00:00 What should you buy - Equities or Gold?
Indian investors are a worried lot these days. Inflation has soared to 12%, interest rates are rising and the current account and the fiscal deficits are widening. Globally too, the scenario appears bleak owing to the subprime crisis triggering massive writedowns by companies in the financial sector, tightening of credit and a drastic meltdown in the housing industry. It's no wonder then that the Sensex has tanked by around 31% since the high of around 21,000 that it attained in January this year. Will this pall of gloom continue? Is this the end for equities as an asset class?

Definitely not according to Prashant Jain of HDFC Mutual Fund. Sifting through ten-year data relating to investments made in equities and gold, he has observed contrasting investment styles. While lower gold prices propelled Indians to buy more of gold, higher prices led them to stay on the sidelines. Equities, on the other hand saw investors buying at higher prices and refraining from exposure during corrections. The basic reason for the same has been attributed to the investment horizon. Since gold is not purchased with a view of selling it in the near future, Indians are not unduly worried about the fluctuations in gold prices. But the investors investing in equities with a short-term view burn their fingers as they try to adopt the nearly impossible task of timing the market. In the process, they end up buying at higher prices and selling when the markets tumble.

Hence it becomes all the more imperative to invest in equities with a long-term investment horizon and not track day to day market fluctuations. This is in fact the best time to buy good quality stocks at attractive prices. If disciplined, equities as an asset class has proved to be more rewarding than gold and this is amply demonstrated by the fact that equities have given investors returns of around 17.2% in the last 20 years as against 9.6% from gold!

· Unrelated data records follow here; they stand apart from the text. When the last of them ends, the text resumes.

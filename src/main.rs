//! Compiler driver binary: reads a model source file, runs it through
//! digest, connection planning, and emission, and writes the generated
//! Rust source (plus a `Cargo.toml` for it) to an output directory.
//! On an aborted run, writes a `failure` sentinel file into the output
//! directory instead.

use anyhow::{Context, Result};
use clap::Parser;
use n2a_core::config::NumericBackend;
use n2a_core::digest::cache;
use n2a_core::{digest_model, init_tracing, parser, plan_and_emit, Config};
use std::fs;
use std::path::PathBuf;
use std::process::ExitCode;

#[derive(Parser, Debug)]
#[command(name = "n2a", about = "Compile an N2A model into a standalone Rust simulation")]
struct Args {
    /// Path to the model source file (node-tree format).
    #[arg(long)]
    model: PathBuf,

    /// Directory the generated crate is written to.
    #[arg(long, default_value = "generated")]
    out_dir: PathBuf,

    /// Numeric backend: `float` (default) or `int` (fixed-point).
    #[arg(long, default_value = "float")]
    backend: String,

    /// Path to a driver configuration file, merged over `n2a.toml`.
    #[arg(long)]
    config: Option<String>,

    /// Path to a digest checkpoint (see [`n2a_core::digest::cache`]).
    /// When present and still fresh for `--model`'s source text, the
    /// twenty-stage digest pipeline is skipped and the cached,
    /// already-digested model is planned and emitted directly; otherwise
    /// digest runs normally and its result is written here for the next
    /// invocation.
    #[arg(long)]
    checkpoint: Option<PathBuf>,
}

fn main() -> ExitCode {
    let args = Args::parse();

    let config = match &args.config {
        Some(path) => Config::from_file(path),
        None => Config::load(),
    }
    .unwrap_or_default();
    init_tracing(&config.logging);

    match run(&args) {
        Ok(()) => ExitCode::SUCCESS,
        Err(error) => {
            let message = error.to_string();
            tracing::error!(%message, "compilation aborted");
            eprintln!("Exception: {message}");
            let _ = fs::create_dir_all(&args.out_dir);
            let _ = fs::write(args.out_dir.join("failure"), &message);
            ExitCode::FAILURE
        }
    }
}

fn run(args: &Args) -> Result<()> {
    let backend = match args.backend.as_str() {
        "int" => NumericBackend::Int,
        "float" => NumericBackend::Float,
        other => anyhow::bail!("unknown backend {other:?}, expected `float` or `int`"),
    };

    let source = fs::read_to_string(&args.model).with_context(|| format!("reading {}", args.model.display()))?;
    let model = parser::parse_hierarchy(&source).context("parsing model source")?;

    let (model, trace) = match &args.checkpoint {
        Some(path) => match cache::load_if_fresh(path, &source).context("reading digest checkpoint")? {
            Some(cached) => {
                tracing::info!(path = %path.display(), "reusing fresh digest checkpoint");
                (cached, Default::default())
            }
            None => {
                let (model, trace) = digest_model(model, backend).map_err(anyhow::Error::msg)?;
                cache::save(path, &source, &model).context("writing digest checkpoint")?;
                (model, trace)
            }
        },
        None => digest_model(model, backend).map_err(anyhow::Error::msg)?,
    };

    let output = plan_and_emit(model, trace).map_err(anyhow::Error::msg)?;

    fs::create_dir_all(&args.out_dir)?;
    fs::create_dir_all(args.out_dir.join("src"))?;
    fs::write(args.out_dir.join("src").join("model.rs"), &output.source)?;
    fs::write(args.out_dir.join("Cargo.toml"), generated_cargo_toml())?;

    tracing::info!(parts = output.model.parts.len(), holders = output.holders.len(), "compiled model");
    Ok(())
}

fn generated_cargo_toml() -> String {
    r#"[package]
name = "n2a-generated-model"
version = "0.1.0"
edition = "2021"

[dependencies]
n2a-core = { path = "../" }
"#
    .to_string()
}
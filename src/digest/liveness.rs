//! Stage 15: derivative and `initOnly` liveness.
//!
//! Two responsibilities: (1) mark any variable whose only equation arm
//! fires under the `$init` condition as [`crate::ast::ATTR_INIT_ONLY`],
//! since the emitted `Instance::init` is the only lifecycle method that
//! will ever evaluate it; (2) ensure every connection part carries a
//! `$live` variable reflecting whether its endpoints are currently alive
//! ("$live" is read by connection formation to skip dead
//! endpoints).

use crate::ast::{Equation, Model, Variable};
use crate::error::DigestError;

pub fn run(model: &mut Model) -> Result<(), Vec<DigestError>> {
    for part in &mut model.parts {
        for var in &mut part.variables {
            if var.equations.len() == 1 && var.equations[0].condition.as_deref() == Some("$init") {
                var.set_attr(crate::ast::ATTR_INIT_ONLY);
            }
        }
    }

    for idx in 0..model.parts.len() {
        if !model.parts[idx].is_connection() {
            continue;
        }
        if model.parts[idx].find_variable("$live").is_some() {
            continue;
        }
        let aliases: Vec<String> = model.parts[idx].connection_bindings.iter().map(|b| b.alias.clone()).collect();
        let expr = aliases.iter().map(|a| format!("{a}.$live")).collect::<Vec<_>>().join(" && ");
        let mut live = Variable::new("$live");
        live.set_attr(crate::ast::ATTR_PREEXISTENT);
        live.equations.push(Equation::default_arm(if expr.is_empty() { "1".to_string() } else { expr }));
        model.parts[idx].variables.push(live);
    }
    Ok(())
}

00:54 Real estate's brush with globalisation
Narayana Murthy, the iconic founder of one of India's most revered IT company Infosys, had once defined globalization as sourcing capital from where it cheapest, sourcing talent from where it is best available, producing where it is most cost effective and selling where the markets are without being constrained by national boundaries. However, little did he know that few years down the line, this definition of his would be taken seriously by an industry where corporatisation is still at a very nascent stage. Yes, we are talking about the real estate industry. According to a leading daily, a handful of firms from the sector are setting up shop overseas and that too, for a variety of reasons. While financial hubs like US and UK are being sought for locking in long-term private equity funds, countries like China are being scoured for cheaper construction material, a godsend in these times of inflation. Furthermore, destinations like Singapore and Australia are being tapped to unearth potential buyers and those in Sri Lanka and Malaysia for identifying properties for development. These efforts are being taken to beat the slump that is currently underway in India and the one that has come on the back of five years of robust growth.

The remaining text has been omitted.